[Dataset entries]

········

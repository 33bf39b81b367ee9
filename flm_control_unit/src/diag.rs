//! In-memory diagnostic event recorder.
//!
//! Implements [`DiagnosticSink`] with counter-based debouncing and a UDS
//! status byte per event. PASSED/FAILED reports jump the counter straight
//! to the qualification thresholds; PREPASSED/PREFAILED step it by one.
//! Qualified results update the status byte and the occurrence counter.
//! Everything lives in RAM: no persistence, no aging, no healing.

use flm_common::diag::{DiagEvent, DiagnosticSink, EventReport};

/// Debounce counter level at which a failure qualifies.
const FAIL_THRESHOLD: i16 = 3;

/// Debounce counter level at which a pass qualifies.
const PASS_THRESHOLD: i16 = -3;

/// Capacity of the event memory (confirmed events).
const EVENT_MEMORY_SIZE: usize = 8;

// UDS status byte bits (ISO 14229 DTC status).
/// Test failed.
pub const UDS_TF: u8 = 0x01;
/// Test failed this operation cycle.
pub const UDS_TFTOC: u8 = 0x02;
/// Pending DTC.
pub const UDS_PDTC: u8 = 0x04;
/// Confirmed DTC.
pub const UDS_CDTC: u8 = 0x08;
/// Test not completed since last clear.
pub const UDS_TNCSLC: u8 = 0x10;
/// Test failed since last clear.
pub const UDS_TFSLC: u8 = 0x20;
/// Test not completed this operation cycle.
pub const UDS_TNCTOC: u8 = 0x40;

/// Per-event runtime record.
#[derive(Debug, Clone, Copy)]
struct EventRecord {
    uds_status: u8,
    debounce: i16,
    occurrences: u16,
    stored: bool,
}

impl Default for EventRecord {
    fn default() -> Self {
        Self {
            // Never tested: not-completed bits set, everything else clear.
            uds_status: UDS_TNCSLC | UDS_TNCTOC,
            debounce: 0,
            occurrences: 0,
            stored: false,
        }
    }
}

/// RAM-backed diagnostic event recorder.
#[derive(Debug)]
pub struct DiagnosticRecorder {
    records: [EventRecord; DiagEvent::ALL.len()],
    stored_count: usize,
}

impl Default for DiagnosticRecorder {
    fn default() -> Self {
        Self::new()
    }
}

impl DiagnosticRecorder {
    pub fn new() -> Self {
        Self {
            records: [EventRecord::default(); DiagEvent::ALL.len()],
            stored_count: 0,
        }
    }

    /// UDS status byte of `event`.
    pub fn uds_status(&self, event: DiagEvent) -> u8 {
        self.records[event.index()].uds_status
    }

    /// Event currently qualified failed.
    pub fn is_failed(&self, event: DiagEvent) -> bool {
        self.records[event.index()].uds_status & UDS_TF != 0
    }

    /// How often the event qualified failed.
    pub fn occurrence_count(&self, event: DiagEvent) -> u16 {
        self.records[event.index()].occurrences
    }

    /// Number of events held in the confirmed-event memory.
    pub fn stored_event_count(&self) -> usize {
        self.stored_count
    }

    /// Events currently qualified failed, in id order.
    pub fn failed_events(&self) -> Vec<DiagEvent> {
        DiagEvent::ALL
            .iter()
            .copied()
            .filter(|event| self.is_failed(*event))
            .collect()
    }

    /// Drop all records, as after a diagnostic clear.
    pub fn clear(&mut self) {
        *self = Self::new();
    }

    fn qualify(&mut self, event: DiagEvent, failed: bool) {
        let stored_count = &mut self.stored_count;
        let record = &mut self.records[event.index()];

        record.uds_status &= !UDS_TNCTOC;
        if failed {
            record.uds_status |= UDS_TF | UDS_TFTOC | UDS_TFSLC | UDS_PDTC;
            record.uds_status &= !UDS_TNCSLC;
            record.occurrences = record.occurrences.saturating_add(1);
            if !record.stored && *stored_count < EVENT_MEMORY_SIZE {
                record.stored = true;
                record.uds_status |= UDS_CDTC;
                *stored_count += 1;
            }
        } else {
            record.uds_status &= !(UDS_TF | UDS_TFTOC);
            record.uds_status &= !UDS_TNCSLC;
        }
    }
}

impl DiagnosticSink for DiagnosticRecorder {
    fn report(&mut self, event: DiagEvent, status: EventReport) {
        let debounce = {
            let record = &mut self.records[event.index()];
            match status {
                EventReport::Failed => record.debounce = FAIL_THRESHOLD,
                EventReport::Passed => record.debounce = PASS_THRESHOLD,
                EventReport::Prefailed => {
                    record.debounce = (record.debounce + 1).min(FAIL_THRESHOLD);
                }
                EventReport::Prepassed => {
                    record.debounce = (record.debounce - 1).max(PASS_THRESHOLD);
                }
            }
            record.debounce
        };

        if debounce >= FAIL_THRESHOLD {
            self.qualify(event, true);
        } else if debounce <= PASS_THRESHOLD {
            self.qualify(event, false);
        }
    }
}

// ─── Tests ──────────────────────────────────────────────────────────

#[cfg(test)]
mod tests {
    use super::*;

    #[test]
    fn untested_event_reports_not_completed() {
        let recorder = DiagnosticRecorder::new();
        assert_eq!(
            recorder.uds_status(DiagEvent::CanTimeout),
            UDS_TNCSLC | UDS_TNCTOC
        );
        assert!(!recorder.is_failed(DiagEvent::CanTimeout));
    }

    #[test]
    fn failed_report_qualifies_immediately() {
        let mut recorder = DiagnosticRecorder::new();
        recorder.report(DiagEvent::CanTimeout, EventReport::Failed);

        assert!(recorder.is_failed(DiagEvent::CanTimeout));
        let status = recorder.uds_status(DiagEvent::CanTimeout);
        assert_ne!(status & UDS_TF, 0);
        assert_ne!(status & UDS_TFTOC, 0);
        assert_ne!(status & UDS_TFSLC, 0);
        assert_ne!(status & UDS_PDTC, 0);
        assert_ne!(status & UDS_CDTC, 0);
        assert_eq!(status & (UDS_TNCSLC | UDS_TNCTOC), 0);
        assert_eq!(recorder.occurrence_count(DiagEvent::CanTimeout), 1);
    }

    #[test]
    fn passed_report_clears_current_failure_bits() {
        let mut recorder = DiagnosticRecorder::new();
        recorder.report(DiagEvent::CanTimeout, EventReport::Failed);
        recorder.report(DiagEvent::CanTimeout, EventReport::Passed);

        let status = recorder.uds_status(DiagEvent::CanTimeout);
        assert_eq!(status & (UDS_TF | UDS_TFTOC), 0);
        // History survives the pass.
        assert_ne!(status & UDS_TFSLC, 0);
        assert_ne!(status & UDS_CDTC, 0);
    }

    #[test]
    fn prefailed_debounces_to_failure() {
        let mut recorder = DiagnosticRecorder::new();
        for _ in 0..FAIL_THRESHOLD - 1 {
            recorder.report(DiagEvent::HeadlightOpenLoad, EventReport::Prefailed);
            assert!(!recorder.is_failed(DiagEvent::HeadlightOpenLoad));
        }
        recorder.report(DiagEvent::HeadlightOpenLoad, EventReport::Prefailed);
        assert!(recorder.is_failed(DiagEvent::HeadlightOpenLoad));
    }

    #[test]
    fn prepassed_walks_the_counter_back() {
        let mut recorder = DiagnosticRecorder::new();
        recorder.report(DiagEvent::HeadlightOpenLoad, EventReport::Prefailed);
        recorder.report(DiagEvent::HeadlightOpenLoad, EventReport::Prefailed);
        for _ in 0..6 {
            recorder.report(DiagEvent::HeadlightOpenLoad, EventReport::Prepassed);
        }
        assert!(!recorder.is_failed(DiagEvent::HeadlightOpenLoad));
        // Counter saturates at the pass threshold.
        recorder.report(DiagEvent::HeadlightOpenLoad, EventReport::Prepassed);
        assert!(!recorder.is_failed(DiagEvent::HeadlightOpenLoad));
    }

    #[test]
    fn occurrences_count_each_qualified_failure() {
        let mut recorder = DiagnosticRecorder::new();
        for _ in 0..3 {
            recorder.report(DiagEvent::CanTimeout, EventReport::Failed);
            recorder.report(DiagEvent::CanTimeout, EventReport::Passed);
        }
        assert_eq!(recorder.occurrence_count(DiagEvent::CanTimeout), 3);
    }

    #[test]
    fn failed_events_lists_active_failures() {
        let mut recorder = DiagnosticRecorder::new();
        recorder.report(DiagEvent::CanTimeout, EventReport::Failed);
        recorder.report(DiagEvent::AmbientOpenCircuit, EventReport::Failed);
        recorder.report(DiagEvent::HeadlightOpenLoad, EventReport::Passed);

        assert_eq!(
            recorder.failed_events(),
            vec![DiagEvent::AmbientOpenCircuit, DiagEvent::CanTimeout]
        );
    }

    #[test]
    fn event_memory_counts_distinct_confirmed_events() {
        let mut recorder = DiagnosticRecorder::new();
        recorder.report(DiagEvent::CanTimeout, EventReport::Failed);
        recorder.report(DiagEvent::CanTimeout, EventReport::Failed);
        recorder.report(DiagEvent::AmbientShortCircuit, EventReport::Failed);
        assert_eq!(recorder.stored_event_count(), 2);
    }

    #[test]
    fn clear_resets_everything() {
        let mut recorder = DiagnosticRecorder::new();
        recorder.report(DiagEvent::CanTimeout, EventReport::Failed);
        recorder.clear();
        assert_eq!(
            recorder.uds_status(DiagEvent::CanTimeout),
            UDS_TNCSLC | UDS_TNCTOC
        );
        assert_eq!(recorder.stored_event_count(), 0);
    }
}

········

- PROBLEM REQUIREMENTS
Wherever the string "qualify" occurs in the records above, copy that line.

- REPLY
    fn qualify(&mut self, event: DiagEvent, failed: bool) {
            self.qualify(event, true);
            self.qualify(event, false);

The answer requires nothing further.